Exercise material —
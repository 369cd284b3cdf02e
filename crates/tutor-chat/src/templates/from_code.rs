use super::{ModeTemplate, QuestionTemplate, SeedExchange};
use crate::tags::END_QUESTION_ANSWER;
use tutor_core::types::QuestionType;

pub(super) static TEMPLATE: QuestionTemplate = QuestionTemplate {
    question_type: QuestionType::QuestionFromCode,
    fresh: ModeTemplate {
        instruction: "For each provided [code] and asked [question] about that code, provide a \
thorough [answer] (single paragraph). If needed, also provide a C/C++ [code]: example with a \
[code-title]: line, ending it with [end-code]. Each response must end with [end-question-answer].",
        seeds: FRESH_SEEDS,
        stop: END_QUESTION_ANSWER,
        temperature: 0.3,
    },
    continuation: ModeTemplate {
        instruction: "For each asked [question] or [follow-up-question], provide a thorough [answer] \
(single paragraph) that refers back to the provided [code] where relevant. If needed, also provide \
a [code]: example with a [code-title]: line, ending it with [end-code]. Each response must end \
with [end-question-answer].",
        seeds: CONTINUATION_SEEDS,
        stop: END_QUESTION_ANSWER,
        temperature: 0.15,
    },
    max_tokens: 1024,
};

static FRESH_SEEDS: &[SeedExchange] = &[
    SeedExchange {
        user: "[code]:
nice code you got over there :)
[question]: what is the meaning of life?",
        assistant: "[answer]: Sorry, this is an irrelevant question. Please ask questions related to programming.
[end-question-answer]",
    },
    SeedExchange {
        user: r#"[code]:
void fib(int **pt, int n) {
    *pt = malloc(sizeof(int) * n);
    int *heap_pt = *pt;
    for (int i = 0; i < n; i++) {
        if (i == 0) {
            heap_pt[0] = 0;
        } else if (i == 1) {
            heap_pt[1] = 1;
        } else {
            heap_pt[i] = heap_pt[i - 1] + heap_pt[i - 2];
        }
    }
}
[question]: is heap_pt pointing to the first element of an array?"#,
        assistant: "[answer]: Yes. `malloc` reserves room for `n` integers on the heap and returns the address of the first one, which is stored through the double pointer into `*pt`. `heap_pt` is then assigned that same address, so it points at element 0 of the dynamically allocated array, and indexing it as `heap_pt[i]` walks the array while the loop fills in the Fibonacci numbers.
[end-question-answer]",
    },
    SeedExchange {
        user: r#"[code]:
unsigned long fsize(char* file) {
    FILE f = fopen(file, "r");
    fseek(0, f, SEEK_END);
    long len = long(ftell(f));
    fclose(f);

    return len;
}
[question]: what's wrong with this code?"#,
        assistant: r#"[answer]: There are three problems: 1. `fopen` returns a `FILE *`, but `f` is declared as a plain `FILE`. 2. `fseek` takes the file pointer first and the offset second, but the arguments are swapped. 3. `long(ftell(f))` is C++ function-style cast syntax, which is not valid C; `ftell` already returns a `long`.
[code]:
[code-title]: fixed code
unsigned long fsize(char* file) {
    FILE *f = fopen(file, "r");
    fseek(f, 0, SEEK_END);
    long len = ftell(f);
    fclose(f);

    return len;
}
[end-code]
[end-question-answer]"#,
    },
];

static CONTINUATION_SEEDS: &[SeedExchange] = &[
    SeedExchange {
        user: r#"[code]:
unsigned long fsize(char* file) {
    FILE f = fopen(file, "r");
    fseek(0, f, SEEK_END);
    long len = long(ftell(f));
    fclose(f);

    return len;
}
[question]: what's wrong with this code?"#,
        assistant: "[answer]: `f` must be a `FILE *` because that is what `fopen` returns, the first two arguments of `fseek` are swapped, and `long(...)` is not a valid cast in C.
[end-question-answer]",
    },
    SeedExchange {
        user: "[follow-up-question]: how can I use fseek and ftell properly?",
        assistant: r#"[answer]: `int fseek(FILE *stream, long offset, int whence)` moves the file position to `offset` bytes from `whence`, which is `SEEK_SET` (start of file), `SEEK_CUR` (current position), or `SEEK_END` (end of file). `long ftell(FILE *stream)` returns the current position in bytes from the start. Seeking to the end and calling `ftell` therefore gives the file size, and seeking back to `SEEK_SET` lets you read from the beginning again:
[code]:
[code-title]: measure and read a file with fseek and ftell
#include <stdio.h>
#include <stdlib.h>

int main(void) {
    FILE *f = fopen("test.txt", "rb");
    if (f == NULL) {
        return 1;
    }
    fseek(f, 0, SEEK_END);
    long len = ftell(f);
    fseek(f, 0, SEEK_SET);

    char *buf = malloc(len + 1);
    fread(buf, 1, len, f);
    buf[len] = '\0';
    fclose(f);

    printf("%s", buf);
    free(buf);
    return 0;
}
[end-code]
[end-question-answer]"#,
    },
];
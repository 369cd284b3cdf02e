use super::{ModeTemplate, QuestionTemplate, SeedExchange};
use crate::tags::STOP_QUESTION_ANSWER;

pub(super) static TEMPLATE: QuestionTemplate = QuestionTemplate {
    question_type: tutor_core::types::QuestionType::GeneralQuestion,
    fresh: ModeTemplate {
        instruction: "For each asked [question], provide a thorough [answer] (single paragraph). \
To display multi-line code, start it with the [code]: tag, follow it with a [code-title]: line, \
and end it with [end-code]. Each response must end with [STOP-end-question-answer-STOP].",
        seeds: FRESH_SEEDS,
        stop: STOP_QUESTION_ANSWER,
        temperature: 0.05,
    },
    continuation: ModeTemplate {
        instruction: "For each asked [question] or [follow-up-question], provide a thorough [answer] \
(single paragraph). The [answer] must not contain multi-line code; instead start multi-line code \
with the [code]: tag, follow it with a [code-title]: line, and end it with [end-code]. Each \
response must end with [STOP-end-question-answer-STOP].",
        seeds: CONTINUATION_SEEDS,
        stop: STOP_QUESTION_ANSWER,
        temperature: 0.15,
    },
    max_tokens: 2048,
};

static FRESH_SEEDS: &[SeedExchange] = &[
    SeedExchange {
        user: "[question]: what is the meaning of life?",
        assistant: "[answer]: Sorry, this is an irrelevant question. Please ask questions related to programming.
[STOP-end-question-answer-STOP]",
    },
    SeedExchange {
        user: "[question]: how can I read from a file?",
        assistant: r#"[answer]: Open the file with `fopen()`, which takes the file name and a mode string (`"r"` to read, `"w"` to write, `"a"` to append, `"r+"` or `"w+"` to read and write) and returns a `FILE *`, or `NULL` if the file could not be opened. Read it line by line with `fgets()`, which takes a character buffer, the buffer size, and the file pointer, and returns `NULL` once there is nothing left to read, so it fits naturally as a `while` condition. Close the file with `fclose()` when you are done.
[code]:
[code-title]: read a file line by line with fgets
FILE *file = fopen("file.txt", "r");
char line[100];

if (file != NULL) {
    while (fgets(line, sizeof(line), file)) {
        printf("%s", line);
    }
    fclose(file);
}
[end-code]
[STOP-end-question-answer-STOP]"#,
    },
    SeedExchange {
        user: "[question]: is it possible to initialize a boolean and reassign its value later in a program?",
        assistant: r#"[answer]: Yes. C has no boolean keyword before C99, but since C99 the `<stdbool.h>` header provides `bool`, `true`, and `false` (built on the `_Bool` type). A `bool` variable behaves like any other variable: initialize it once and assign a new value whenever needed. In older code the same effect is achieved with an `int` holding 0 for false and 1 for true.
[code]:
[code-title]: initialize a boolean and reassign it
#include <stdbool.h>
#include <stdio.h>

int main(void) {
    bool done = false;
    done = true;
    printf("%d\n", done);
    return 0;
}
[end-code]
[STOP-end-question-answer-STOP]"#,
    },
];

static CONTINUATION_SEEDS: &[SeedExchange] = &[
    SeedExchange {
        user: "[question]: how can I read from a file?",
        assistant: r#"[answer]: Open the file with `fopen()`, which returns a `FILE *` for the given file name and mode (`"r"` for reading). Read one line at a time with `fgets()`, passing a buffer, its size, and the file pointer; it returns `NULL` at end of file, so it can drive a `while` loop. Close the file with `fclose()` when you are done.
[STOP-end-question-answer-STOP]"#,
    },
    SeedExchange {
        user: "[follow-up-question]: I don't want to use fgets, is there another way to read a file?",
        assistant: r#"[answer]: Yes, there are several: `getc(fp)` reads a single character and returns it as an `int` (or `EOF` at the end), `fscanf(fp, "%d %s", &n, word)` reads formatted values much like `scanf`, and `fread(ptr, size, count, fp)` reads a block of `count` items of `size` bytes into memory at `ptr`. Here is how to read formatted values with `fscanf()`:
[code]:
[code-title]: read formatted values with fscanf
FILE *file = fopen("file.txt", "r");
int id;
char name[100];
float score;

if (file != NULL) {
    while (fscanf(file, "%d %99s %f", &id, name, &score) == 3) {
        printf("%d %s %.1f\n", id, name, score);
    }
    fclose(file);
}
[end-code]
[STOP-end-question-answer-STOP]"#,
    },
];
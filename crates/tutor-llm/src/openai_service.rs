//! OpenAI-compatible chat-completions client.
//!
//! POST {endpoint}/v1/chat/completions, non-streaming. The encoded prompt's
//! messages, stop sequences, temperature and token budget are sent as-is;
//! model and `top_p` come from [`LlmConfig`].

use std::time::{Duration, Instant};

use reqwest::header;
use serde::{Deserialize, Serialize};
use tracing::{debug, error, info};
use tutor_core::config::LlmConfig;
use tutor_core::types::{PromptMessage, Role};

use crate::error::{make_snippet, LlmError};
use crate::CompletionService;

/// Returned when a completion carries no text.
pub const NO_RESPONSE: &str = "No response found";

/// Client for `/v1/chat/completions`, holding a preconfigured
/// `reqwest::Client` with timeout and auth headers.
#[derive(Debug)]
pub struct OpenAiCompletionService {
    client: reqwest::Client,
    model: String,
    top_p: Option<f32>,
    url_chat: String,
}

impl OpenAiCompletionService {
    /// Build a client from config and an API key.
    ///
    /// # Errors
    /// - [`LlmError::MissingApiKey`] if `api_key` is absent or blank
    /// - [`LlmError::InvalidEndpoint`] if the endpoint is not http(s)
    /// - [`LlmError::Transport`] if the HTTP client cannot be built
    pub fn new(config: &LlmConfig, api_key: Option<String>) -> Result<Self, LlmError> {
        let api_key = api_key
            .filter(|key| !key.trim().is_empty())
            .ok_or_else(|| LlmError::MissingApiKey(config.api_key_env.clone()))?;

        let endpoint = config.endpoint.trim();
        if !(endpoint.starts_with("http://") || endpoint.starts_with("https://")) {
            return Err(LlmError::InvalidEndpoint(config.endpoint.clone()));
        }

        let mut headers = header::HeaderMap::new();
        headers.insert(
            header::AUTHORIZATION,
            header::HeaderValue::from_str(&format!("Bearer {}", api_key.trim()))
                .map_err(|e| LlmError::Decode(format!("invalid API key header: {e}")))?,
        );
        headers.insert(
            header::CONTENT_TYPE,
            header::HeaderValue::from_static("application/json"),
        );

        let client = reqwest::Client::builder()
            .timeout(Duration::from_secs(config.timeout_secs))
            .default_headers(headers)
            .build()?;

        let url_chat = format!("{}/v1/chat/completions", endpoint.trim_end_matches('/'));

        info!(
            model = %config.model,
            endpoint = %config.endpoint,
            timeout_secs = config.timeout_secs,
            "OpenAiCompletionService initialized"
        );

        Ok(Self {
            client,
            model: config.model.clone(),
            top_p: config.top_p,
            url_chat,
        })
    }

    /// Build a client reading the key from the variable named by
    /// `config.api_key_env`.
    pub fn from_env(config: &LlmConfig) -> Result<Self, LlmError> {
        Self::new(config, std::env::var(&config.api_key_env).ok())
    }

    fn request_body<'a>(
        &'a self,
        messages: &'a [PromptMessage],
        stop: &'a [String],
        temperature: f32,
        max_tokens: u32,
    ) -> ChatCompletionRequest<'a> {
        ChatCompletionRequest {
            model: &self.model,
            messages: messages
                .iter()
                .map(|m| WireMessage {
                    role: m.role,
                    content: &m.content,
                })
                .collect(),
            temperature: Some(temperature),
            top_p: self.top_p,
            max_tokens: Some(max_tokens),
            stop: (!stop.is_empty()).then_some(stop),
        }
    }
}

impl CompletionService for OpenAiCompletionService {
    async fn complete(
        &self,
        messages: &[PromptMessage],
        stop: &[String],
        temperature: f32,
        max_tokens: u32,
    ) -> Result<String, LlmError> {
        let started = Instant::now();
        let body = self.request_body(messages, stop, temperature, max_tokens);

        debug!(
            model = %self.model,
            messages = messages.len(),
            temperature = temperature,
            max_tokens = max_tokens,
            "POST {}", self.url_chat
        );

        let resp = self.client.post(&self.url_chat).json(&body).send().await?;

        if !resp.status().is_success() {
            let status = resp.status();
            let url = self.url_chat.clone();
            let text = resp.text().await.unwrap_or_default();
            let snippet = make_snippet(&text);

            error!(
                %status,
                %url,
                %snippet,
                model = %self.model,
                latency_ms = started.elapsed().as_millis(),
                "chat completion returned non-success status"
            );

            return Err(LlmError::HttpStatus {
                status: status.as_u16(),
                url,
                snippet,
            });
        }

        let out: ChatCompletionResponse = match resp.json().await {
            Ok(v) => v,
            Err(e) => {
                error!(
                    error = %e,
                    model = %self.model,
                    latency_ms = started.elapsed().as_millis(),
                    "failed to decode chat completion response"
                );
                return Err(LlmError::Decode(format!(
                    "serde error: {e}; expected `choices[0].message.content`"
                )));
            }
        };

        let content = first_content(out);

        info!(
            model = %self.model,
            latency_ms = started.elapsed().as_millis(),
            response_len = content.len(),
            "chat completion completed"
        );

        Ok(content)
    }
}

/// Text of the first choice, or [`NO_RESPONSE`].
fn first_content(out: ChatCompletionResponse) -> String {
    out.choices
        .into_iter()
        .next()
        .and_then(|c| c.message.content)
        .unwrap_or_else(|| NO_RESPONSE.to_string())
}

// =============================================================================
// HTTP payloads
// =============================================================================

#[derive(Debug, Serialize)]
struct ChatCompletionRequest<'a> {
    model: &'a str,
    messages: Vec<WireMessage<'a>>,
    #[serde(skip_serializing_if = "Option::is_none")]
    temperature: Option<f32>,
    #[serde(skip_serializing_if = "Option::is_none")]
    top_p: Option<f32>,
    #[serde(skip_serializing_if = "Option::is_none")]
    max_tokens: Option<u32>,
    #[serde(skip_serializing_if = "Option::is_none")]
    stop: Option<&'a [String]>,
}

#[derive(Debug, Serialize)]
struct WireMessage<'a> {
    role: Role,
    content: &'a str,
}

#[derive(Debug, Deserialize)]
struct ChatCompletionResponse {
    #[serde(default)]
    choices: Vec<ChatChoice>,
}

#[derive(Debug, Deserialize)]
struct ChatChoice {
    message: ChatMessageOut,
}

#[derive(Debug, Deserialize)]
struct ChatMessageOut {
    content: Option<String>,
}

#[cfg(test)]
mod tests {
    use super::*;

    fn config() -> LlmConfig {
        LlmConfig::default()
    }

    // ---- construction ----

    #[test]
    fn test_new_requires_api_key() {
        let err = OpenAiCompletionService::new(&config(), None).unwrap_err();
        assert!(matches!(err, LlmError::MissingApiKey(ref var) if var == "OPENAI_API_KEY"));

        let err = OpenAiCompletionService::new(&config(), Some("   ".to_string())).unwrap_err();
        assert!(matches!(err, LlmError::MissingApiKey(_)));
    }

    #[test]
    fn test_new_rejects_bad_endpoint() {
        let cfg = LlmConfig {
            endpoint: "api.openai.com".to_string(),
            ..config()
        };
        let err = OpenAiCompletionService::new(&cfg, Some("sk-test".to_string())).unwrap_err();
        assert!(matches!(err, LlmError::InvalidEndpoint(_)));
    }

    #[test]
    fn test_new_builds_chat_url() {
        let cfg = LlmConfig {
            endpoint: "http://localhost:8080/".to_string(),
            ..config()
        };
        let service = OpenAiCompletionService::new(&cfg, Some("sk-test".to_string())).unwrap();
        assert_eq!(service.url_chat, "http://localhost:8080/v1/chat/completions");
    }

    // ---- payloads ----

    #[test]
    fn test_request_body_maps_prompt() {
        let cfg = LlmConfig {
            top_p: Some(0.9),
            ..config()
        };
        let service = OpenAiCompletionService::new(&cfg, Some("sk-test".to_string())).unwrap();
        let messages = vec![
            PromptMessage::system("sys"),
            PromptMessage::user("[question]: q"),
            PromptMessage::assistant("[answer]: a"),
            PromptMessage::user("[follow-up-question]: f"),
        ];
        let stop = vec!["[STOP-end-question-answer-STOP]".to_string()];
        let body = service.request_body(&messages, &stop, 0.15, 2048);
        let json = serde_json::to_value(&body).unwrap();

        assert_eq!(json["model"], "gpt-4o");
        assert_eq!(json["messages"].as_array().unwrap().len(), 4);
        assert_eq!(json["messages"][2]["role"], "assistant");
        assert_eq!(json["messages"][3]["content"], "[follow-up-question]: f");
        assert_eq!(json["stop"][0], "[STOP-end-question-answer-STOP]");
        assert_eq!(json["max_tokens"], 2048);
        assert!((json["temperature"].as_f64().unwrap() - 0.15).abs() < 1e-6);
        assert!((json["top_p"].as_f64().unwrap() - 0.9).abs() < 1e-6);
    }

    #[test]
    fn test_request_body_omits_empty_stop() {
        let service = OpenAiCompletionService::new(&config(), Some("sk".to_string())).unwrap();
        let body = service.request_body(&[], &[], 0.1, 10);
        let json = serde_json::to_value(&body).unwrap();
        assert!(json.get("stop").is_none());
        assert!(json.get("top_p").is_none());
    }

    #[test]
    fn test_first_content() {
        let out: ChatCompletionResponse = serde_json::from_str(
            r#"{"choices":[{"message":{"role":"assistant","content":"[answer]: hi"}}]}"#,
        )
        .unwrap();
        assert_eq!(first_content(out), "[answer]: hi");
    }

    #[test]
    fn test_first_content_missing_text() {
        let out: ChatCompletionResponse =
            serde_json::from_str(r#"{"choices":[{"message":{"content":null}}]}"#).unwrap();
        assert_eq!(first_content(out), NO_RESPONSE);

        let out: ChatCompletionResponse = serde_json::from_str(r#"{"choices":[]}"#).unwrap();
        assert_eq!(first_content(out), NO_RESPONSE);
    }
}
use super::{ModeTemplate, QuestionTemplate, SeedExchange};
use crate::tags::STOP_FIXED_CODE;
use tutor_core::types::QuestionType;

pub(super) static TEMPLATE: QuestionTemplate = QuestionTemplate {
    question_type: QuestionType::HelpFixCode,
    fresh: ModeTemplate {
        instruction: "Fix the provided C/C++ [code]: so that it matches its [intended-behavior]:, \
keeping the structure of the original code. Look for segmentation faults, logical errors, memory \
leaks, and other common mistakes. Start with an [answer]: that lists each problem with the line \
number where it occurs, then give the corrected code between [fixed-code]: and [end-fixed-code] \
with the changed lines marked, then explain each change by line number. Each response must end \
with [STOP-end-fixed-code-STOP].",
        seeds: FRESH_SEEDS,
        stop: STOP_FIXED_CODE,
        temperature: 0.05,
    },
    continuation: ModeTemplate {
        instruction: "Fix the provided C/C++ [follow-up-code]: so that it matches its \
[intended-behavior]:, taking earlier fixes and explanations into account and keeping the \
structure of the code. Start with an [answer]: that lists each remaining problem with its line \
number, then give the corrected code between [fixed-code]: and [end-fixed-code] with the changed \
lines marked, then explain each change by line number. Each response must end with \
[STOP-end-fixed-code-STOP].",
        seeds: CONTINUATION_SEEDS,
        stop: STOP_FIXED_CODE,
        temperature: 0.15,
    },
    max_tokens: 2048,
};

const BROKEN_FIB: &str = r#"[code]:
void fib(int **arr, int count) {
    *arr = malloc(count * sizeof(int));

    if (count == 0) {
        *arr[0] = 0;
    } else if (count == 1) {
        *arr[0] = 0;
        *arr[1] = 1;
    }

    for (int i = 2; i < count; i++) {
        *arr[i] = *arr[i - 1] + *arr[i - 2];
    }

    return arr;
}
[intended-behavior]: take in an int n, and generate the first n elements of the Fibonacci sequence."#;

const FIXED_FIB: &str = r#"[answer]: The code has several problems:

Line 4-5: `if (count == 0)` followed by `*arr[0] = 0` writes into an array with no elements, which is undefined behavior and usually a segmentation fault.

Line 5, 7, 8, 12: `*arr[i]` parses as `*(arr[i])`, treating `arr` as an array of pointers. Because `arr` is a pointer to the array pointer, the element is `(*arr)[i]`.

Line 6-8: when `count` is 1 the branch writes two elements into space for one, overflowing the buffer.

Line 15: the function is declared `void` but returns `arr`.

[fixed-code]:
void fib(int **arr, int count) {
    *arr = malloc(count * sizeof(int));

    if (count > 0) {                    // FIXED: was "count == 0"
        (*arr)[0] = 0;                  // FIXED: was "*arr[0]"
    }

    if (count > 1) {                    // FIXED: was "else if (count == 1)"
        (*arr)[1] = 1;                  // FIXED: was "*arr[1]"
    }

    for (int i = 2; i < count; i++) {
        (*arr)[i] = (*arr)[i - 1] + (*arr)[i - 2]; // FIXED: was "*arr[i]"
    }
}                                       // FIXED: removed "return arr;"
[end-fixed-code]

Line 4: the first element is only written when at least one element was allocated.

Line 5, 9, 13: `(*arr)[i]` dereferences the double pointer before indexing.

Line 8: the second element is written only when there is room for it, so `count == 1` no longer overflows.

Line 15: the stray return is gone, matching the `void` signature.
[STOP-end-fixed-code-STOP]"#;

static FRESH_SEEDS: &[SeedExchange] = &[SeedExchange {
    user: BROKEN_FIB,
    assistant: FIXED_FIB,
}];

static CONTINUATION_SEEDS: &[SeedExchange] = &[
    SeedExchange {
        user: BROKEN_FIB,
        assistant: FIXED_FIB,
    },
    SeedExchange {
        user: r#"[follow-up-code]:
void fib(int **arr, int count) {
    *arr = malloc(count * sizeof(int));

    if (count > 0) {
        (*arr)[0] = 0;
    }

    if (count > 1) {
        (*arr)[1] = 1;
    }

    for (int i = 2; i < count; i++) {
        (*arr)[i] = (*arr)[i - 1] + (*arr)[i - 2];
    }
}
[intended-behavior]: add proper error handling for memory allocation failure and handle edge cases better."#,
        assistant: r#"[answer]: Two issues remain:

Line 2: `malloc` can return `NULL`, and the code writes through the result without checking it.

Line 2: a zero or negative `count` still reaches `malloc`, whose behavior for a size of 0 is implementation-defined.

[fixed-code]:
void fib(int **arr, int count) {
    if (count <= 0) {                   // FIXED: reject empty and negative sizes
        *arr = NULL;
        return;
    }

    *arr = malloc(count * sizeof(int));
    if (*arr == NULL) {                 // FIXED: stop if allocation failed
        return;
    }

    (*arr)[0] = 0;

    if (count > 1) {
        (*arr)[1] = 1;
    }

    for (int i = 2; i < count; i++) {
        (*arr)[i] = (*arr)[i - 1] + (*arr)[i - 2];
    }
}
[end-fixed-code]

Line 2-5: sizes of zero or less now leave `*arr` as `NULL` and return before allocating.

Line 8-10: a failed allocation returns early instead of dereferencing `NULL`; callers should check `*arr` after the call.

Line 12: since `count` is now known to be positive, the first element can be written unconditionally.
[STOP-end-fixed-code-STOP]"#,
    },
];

To do — Everything from the line with "Line 8-10: a" to the last line of the entries above is to be retyped exactly. Include both ends.

Output of the task —
Line 8-10: a failed allocation returns early instead of dereferencing `NULL`; callers should check `*arr` after the call.

Line 12: since `count` is now known to be positive, the first element can be written unconditionally.
[STOP-end-fixed-code-STOP]"#,
    },
];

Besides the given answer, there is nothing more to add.